Who helps you check for ticks most of the time?

  • 77.8% = grown-up at home
  • 14.6% = themselves
  • 2.0% = grown-up at school checked for ticks
  • 4.4% = did not check at all

“As long as there are no effective measures for controlling tick populations and there is no vaccine available, we rely solely on health education and communication efforts to prevent tick bites and Lyme Borreliosis (LB)” writes Beaujean. [7]

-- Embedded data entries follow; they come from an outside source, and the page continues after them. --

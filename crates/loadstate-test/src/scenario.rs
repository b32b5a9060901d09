//! Scenario Runner - scripted timelines with expectations
//!
//! A scenario is a list of steps run against a fresh [`LoadingManager`].
//! Time only moves on `advance` steps, and it moves timer by timer so
//! every recorded notification carries the instant it happened at.

use std::sync::Arc;
use std::time::Duration;

use loadstate_core::{LoadingConfig, SetLoadingOptions, Timestamp};
use loadstate_runtime::LoadingManager;
use parking_lot::Mutex;

/// One scripted action or check
#[derive(Clone, Debug)]
pub enum Step {
    Area {
        name: String,
        config: LoadingConfig,
    },
    Segment {
        parent: String,
        name: String,
    },
    RemoveSegment {
        parent: String,
        name: String,
    },
    Set {
        path: String,
        loading: bool,
        force: bool,
    },
    /// Record notifications of `path` from now on
    Watch {
        path: String,
    },
    Advance(Duration),
    Expect {
        path: String,
        loading: bool,
    },
    /// Notifications recorded for `path` so far
    ExpectNotifications {
        path: String,
        states: Vec<bool>,
    },
}

/// Notification observed while running
#[derive(Clone, Debug, PartialEq, Eq)]
pub struct Notification {
    pub path: String,
    pub at: Timestamp,
    pub loading: bool,
}

/// A step that did not hold
#[derive(Clone, Debug, PartialEq, Eq)]
pub struct StepFailure {
    pub step: usize,
    pub at: Timestamp,
    pub message: String,
}

/// Outcome of a scenario run
#[derive(Debug)]
pub struct ScenarioReport {
    pub name: String,
    pub steps_run: usize,
    pub failures: Vec<StepFailure>,
    pub notifications: Vec<Notification>,
}

impl ScenarioReport {
    pub fn passed(&self) -> bool {
        self.failures.is_empty()
    }

    /// Notifications recorded for one path
    pub fn notifications_for(&self, path: &str) -> Vec<(Timestamp, bool)> {
        self.notifications
            .iter()
            .filter(|n| n.path == path)
            .map(|n| (n.at, n.loading))
            .collect()
    }
}

type Inbox = Arc<Mutex<Vec<(String, bool)>>>;

/// Scripted scenario
#[derive(Clone, Debug)]
pub struct Scenario {
    name: String,
    steps: Vec<Step>,
}

impl Scenario {
    pub fn new(name: &str) -> Self {
        Scenario {
            name: name.to_string(),
            steps: Vec::new(),
        }
    }

    pub fn step(mut self, step: Step) -> Self {
        self.steps.push(step);
        self
    }

    pub fn area(self, name: &str, config: LoadingConfig) -> Self {
        self.step(Step::Area {
            name: name.to_string(),
            config,
        })
    }

    pub fn segment(self, parent: &str, name: &str) -> Self {
        self.step(Step::Segment {
            parent: parent.to_string(),
            name: name.to_string(),
        })
    }

    pub fn remove_segment(self, parent: &str, name: &str) -> Self {
        self.step(Step::RemoveSegment {
            parent: parent.to_string(),
            name: name.to_string(),
        })
    }

    pub fn set(self, path: &str, loading: bool) -> Self {
        self.step(Step::Set {
            path: path.to_string(),
            loading,
            force: false,
        })
    }

    pub fn force(self, path: &str, loading: bool) -> Self {
        self.step(Step::Set {
            path: path.to_string(),
            loading,
            force: true,
        })
    }

    pub fn watch(self, path: &str) -> Self {
        self.step(Step::Watch {
            path: path.to_string(),
        })
    }

    pub fn advance(self, dt: Duration) -> Self {
        self.step(Step::Advance(dt))
    }

    pub fn advance_ms(self, millis: u64) -> Self {
        self.advance(Duration::from_millis(millis))
    }

    pub fn expect(self, path: &str, loading: bool) -> Self {
        self.step(Step::Expect {
            path: path.to_string(),
            loading,
        })
    }

    pub fn expect_notifications(self, path: &str, states: &[bool]) -> Self {
        self.step(Step::ExpectNotifications {
            path: path.to_string(),
            states: states.to_vec(),
        })
    }

    pub fn name(&self) -> &str {
        &self.name
    }

    pub fn steps(&self) -> &[Step] {
        &self.steps
    }

    /// Run every step. Failures are collected; the run never stops early.
    pub fn run(&self) -> ScenarioReport {
        let mut runner = Runner {
            manager: LoadingManager::new(),
            inbox: Arc::new(Mutex::new(Vec::new())),
            notifications: Vec::new(),
            failures: Vec::new(),
        };

        for (index, step) in self.steps.iter().enumerate() {
            if let Err(message) = runner.apply(step) {
                runner.failures.push(StepFailure {
                    step: index,
                    at: runner.manager.now(),
                    message,
                });
            }
            runner.collect();
        }

        ScenarioReport {
            name: self.name.clone(),
            steps_run: self.steps.len(),
            failures: runner.failures,
            notifications: runner.notifications,
        }
    }
}

struct Runner {
    manager: LoadingManager,
    inbox: Inbox,
    notifications: Vec<Notification>,
    failures: Vec<StepFailure>,
}

impl Runner {
    fn apply(&mut self, step: &Step) -> Result<(), String> {
        let manager = &mut self.manager;
        match step {
            Step::Area { name, config } => {
                manager
                    .create_area(name, Some(*config))
                    .map_err(|e| e.to_string())?;
            }
            Step::Segment { parent, name } => {
                manager
                    .add_segment(parent, name, None)
                    .map_err(|e| e.to_string())?;
            }
            Step::RemoveSegment { parent, name } => {
                manager
                    .remove_segment(parent, name)
                    .map_err(|e| e.to_string())?;
            }
            Step::Set {
                path,
                loading,
                force,
            } => {
                manager
                    .set_loading_state(path, *loading, SetLoadingOptions { force: *force })
                    .map_err(|e| e.to_string())?;
            }
            Step::Watch { path } => {
                let inbox = Arc::clone(&self.inbox);
                let watched = path.clone();
                manager
                    .subscribe(path, move |loading| inbox.lock().push((watched.clone(), loading)))
                    .map_err(|e| e.to_string())?;
            }
            Step::Advance(dt) => {
                let target = manager.now() + *dt;
                // Stop at every deadline so notifications get exact times
                while let Some(deadline) = self.manager.next_deadline() {
                    if deadline > target {
                        break;
                    }
                    self.manager.advance_to(deadline);
                    self.collect();
                }
                self.manager.advance_to(target);
            }
            Step::Expect { path, loading } => {
                let actual = manager.get_loading_state(path).map_err(|e| e.to_string())?;
                if actual != *loading {
                    return Err(format!(
                        "expected {} to be {}, was {}",
                        path, loading, actual
                    ));
                }
            }
            Step::ExpectNotifications { path, states } => {
                let actual: Vec<bool> = self
                    .notifications
                    .iter()
                    .filter(|n| &n.path == path)
                    .map(|n| n.loading)
                    .collect();
                if actual != *states {
                    return Err(format!(
                        "expected notifications {:?} for {}, got {:?}",
                        states, path, actual
                    ));
                }
            }
        }
        Ok(())
    }

    fn collect(&mut self) {
        let at = self.manager.now();
        let drained: Vec<(String, bool)> = self.inbox.lock().drain(..).collect();
        self.notifications
            .extend(drained.into_iter().map(|(path, loading)| Notification {
                path,
                at,
                loading,
            }));
    }
}

#[cfg(test)]
mod tests {
    use super::*;

    fn config(min_ms: u64, debounce_ms: u64) -> LoadingConfig {
        LoadingConfig::new()
            .with_min_loading_time(Duration::from_millis(min_ms))
            .with_debounce_time(Duration::from_millis(debounce_ms))
    }

    #[test]
    fn test_minimum_loading_time_scenario() {
        let report = Scenario::new("min loading time")
            .area("page", config(1000, 0))
            .watch("page")
            .set("page", true)
            .set("page", false)
            .expect("page", true)
            .advance_ms(999)
            .expect("page", true)
            .advance_ms(1)
            .expect("page", false)
            .expect_notifications("page", &[true, false])
            .run();

        assert!(report.passed(), "{:?}", report.failures);
        assert_eq!(
            report.notifications_for("page"),
            vec![
                (Timestamp::ZERO, true),
                (Timestamp::from_millis(1000), false)
            ]
        );
    }

    #[test]
    fn test_two_segments_scenario() {
        let report = Scenario::new("two segments")
            .area("page", config(100, 50))
            .segment("page", "a")
            .segment("page", "b")
            .set("page/a", true)
            .set("page/b", true)
            .set("page/a", false)
            .set("page/b", false)
            .advance_ms(90)
            .expect("page", true)
            .advance_ms(60)
            .expect("page", false)
            .run();

        assert!(report.passed(), "{:?}", report.failures);
    }

    #[test]
    fn test_flicker_is_absorbed() {
        let report = Scenario::new("flicker")
            .area("page", config(0, 100))
            .watch("page")
            .set("page", true)
            .set("page", false)
            .advance_ms(40)
            .set("page", true)
            .set("page", false)
            .advance_ms(40)
            .set("page", true)
            .advance_ms(500)
            .expect("page", true)
            .expect_notifications("page", &[true])
            .run();

        assert!(report.passed(), "{:?}", report.failures);
    }

    #[test]
    fn test_force_scenario() {
        let report = Scenario::new("force")
            .area("page", config(1000, 300))
            .segment("page", "list")
            .watch("page")
            .set("page/list", true)
            .force("page", false)
            .expect("page", false)
            .expect("page/list", false)
            .expect_notifications("page", &[true, false])
            .run();

        assert!(report.passed(), "{:?}", report.failures);
    }

    #[test]
    fn test_failures_are_reported() {
        let report = Scenario::new("broken")
            .area("page", config(0, 0))
            .segment("page", "a")
            .segment("page", "a")
            .expect("page", true)
            .remove_segment("page", "ghost")
            .run();

        assert!(!report.passed());
        let steps: Vec<usize> = report.failures.iter().map(|f| f.step).collect();
        assert_eq!(steps, vec![2, 3, 4]);
        assert_eq!(report.steps_run, 5);
        assert!(report.failures[0].message.contains("already exists"));
    }
}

“We call on researchers and funders to prioritize research in the field of public health interventions for tick bites and LB,” he writes, “because, in the words of Benjamin Franklin, ‘an ounce of prevention is worth a pound of cure.'”

UPDATED: June 21, 2021

  1. Bacon RM, Kugeler KJ, Mead PS. Surveillance for Lyme disease–United States, 1992-2006. MMWR Surveill Summ, 57(10), 1-9 (2008).
  2. Marx GE, Spillane M, Beck A, Stein Z, Powell AK, Hinckley AF. Emergency Department Visits for Tick Bites – United States, January 2017-December 2019. MMWR Morb Mortal Wkly Rep. 2021 Apr 30;70(17):612-616. doi: 10.15585/mmwr.mm7017a2. PMID: 33914718; PMCID: PMC8084121.
  3. Xu G, Mather TN, Hollingsworth CS, Rich SM. Passive Surveillance of Ixodes scapularis (Say), Their Biting Activity, and Associated Pathogens in Massachusetts. Vector Borne Zoonotic Dis, 16(8), 520-527 (2016).
  4. Falco RC, Fish D, Piesman J. Duration of tick bites in a Lyme disease-endemic area. Am J Epidemiol, 143(2), 187-192 (1996).
  5. Sood SK. Lyme disease in children. Infect Dis Clin North Am, 29(2), 281-294 (2015).
  6. Shadick NA, Zibit MJ, Nardone E, DeMaria A, Jr., Iannaccone CK, Cui J. A School-Based Intervention to Increase Lyme Disease Preventive Measures Among Elementary School-Aged Children. Vector Borne Zoonotic Dis, 16(8), 507-515 (2016).
  7. Beaujean D, Crutzen R, Kengen C, van Steenbergen J, Ruwaard D. Increase in Ticks and Lyme Borreliosis, Yet Research into Its Prevention on the Wane. Vector Borne Zoonotic Dis, 16(5), 349-351 (2016).